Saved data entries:

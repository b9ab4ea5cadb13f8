use hero_watch_protocol::{Method, Request, Response, PROTOCOL_VERSION};
use serde_json::{json, Value};
use std::io::{Read, Write};
use std::os::unix::net::UnixStream;
use std::path::{Path, PathBuf};
use std::process::{Child, Command, Stdio};
use std::thread::sleep;
use std::time::{Duration, Instant};
use tempfile::TempDir;

const TEST_CONFIG: &str = r#"
[endpoint]
poll_url = "http://127.0.0.1:9/check"
connect_timeout_secs = 1
read_timeout_secs = 1

[resurrection]
platform_timers = false

[host]
sound_command = []
vibrate_command = []
partial_wake_command = []
screen_wake_command = []
notify_command = ""
"#;

struct DaemonGuard {
    child: Child,
}

impl Drop for DaemonGuard {
    fn drop(&mut self) {
        let _ = self.child.kill();
        let _ = self.child.wait();
    }
}

fn state_dir(home: &Path) -> PathBuf {
    home.join(".hero-watch")
}

fn socket_path(home: &Path) -> PathBuf {
    state_dir(home).join("watch.sock")
}

fn write_config(home: &Path) {
    std::fs::create_dir_all(state_dir(home)).expect("create state dir");
    std::fs::write(state_dir(home).join("config.toml"), TEST_CONFIG).expect("write config");
}

fn daemon_command(home: &Path) -> Command {
    let mut command = Command::new(env!("CARGO_BIN_EXE_hero-watch-daemon"));
    command
        .env("HOME", home)
        .env_remove("HERO_WATCH_STATE_DIR")
        .env_remove("HERO_WATCH_CONFIG")
        .env_remove("HERO_WATCH_SOCKET")
        .stdout(Stdio::null())
        .stderr(Stdio::null());
    command
}

fn spawn_daemon(home: &Path) -> Child {
    daemon_command(home)
        .spawn()
        .expect("Failed to spawn hero-watch-daemon")
}

fn wait_for_socket(path: &Path, timeout: Duration) {
    let deadline = Instant::now() + timeout;
    while Instant::now() < deadline {
        if path.exists() && UnixStream::connect(path).is_ok() {
            return;
        }
        sleep(Duration::from_millis(25));
    }
    panic!("Timed out waiting for daemon socket at {}", path.display());
}

fn request(method: Method, params: Option<Value>) -> Request {
    Request {
        protocol_version: PROTOCOL_VERSION,
        method,
        id: Some(format!("{:?}", method)),
        params,
    }
}

fn send_raw(socket: &Path, payload: &[u8]) -> Response {
    let mut stream = UnixStream::connect(socket).expect("Failed to connect to daemon socket");
    stream.write_all(payload).expect("Failed to write request");
    stream.flush().ok();
    read_response(&mut stream)
}

fn send_request(socket: &Path, request: Request) -> Response {
    let mut payload = serde_json::to_vec(&request).expect("Failed to serialize request");
    payload.push(b'\n');
    send_raw(socket, &payload)
}

fn read_response(stream: &mut UnixStream) -> Response {
    let mut buffer = Vec::new();
    let mut chunk = [0u8; 4096];

    loop {
        let n = stream.read(&mut chunk).expect("Failed to read response");
        if n == 0 {
            break;
        }
        buffer.extend_from_slice(&chunk[..n]);
        if chunk[..n].contains(&b'\n') {
            break;
        }
    }

    let response_bytes = match buffer.iter().position(|b| *b == b'\n') {
        Some(index) => &buffer[..index],
        None => buffer.as_slice(),
    };

    serde_json::from_slice(response_bytes).expect("Failed to parse response JSON")
}

fn error_code(response: &Response) -> &str {
    response
        .error
        .as_ref()
        .map(|error| error.code.as_str())
        .unwrap_or("missing")
}

#[test]
fn daemon_ipc_health_and_controls_smoke() {
    let home = TempDir::new().expect("Failed to create temp HOME");
    write_config(home.path());
    let socket = socket_path(home.path());
    let _guard = DaemonGuard {
        child: spawn_daemon(home.path()),
    };
    wait_for_socket(&socket, Duration::from_secs(5));

    let health = send_request(&socket, request(Method::GetHealth, None));
    assert!(health.ok, "health response was not ok");
    let data = health.data.expect("health payload");
    assert_eq!(data["status"], "ok");
    assert_eq!(data["lifecycle"], "started");
    assert_eq!(data["running"], true);
    assert_eq!(data["session_present"], false);

    let session = send_request(
        &socket,
        request(
            Method::SetSessionIdentifier,
            Some(json!({ "driver_id": "driver-42" })),
        ),
    );
    assert!(session.ok, "set_session_identifier was not ok");

    let health = send_request(&socket, request(Method::GetHealth, None));
    assert_eq!(health.data.expect("health payload")["session_present"], true);

    let prefs = std::fs::read_to_string(state_dir(home.path()).join("prefs.json"))
        .expect("read durable store");
    assert!(prefs.contains("driver-42"));

    let silence = send_request(&socket, request(Method::Silence, None));
    assert!(silence.ok);
    assert_eq!(silence.data.expect("silence payload")["sound_stopped"], false);

    let volume = send_request(&socket, request(Method::VolumeKey, None));
    assert_eq!(volume.data.expect("volume payload")["consumed"], false);

    let foreground = send_request(
        &socket,
        request(Method::SetForeground, Some(json!({ "foreground": true }))),
    );
    assert!(foreground.ok);

    let volume = send_request(&socket, request(Method::VolumeKey, None));
    assert_eq!(volume.data.expect("volume payload")["consumed"], true);
}

#[test]
fn daemon_rejects_malformed_requests() {
    let home = TempDir::new().expect("Failed to create temp HOME");
    write_config(home.path());
    let socket = socket_path(home.path());
    let _guard = DaemonGuard {
        child: spawn_daemon(home.path()),
    };
    wait_for_socket(&socket, Duration::from_secs(5));

    let mut mismatch = request(Method::GetHealth, None);
    mismatch.protocol_version = PROTOCOL_VERSION + 1;
    let response = send_request(&socket, mismatch);
    assert!(!response.ok);
    assert_eq!(error_code(&response), "protocol_mismatch");

    let response = send_raw(&socket, b"{not json}\n");
    assert_eq!(error_code(&response), "invalid_json");

    let response = send_raw(&socket, b"   \n");
    assert_eq!(error_code(&response), "empty_request");

    let response = send_request(&socket, request(Method::SetSessionIdentifier, None));
    assert_eq!(error_code(&response), "invalid_params");

    let response = send_request(
        &socket,
        request(Method::SetForeground, Some(json!({ "foreground": "yes" }))),
    );
    assert_eq!(error_code(&response), "invalid_params");
}

#[test]
fn second_start_is_forwarded_to_live_instance() {
    let home = TempDir::new().expect("Failed to create temp HOME");
    write_config(home.path());
    let socket = socket_path(home.path());
    let first = DaemonGuard {
        child: spawn_daemon(home.path()),
    };
    wait_for_socket(&socket, Duration::from_secs(5));

    let status = daemon_command(home.path())
        .status()
        .expect("run second daemon");
    assert!(status.success(), "second daemon should exit cleanly");

    let health = send_request(&socket, request(Method::GetHealth, None));
    let data = health.data.expect("health payload");
    assert_eq!(data["pid"], first.child.id());
    assert_eq!(data["lifecycle"], "started");
}

#[test]
fn concurrent_launches_leave_one_live_daemon() {
    let home = TempDir::new().expect("Failed to create temp HOME");
    write_config(home.path());
    let socket = socket_path(home.path());
    let mut guards: Vec<DaemonGuard> = (0..6)
        .map(|_| DaemonGuard {
            child: spawn_daemon(home.path()),
        })
        .collect();
    wait_for_socket(&socket, Duration::from_secs(5));

    let deadline = Instant::now() + Duration::from_secs(8);
    let mut live: Vec<u32> = Vec::new();
    while Instant::now() < deadline {
        live = guards
            .iter_mut()
            .filter_map(|guard| {
                matches!(guard.child.try_wait(), Ok(None)).then(|| guard.child.id())
            })
            .collect();
        if live.len() <= 1 {
            break;
        }
        sleep(Duration::from_millis(50));
    }
    assert_eq!(live.len(), 1, "live daemons after concurrent launches: {:?}", live);

    let health = send_request(&socket, request(Method::GetHealth, None));
    let data = health.data.expect("health payload");
    assert_eq!(data["pid"], live[0]);
    assert_eq!(data["lifecycle"], "started");

    let lock = std::fs::read_to_string(state_dir(home.path()).join("watch.lock"))
        .expect("read instance lock");
    assert_eq!(lock.trim(), live[0].to_string());
}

### Instructions to follow:
Beginning at the line above that contains "daemon_command(home)", return each line exactly through the line that contains "stream.flush().ok();", and no others.

### Reply to the task:
    daemon_command(home)
        .spawn()
        .expect("Failed to spawn hero-watch-daemon")
}

fn wait_for_socket(path: &Path, timeout: Duration) {
    let deadline = Instant::now() + timeout;
    while Instant::now() < deadline {
        if path.exists() && UnixStream::connect(path).is_ok() {
            return;
        }
        sleep(Duration::from_millis(25));
    }
    panic!("Timed out waiting for daemon socket at {}", path.display());
}

fn request(method: Method, params: Option<Value>) -> Request {
    Request {
        protocol_version: PROTOCOL_VERSION,
        method,
        id: Some(format!("{:?}", method)),
        params,
    }
}

fn send_raw(socket: &Path, payload: &[u8]) -> Response {
    let mut stream = UnixStream::connect(socket).expect("Failed to connect to daemon socket");
    stream.write_all(payload).expect("Failed to write request");
    stream.flush().ok();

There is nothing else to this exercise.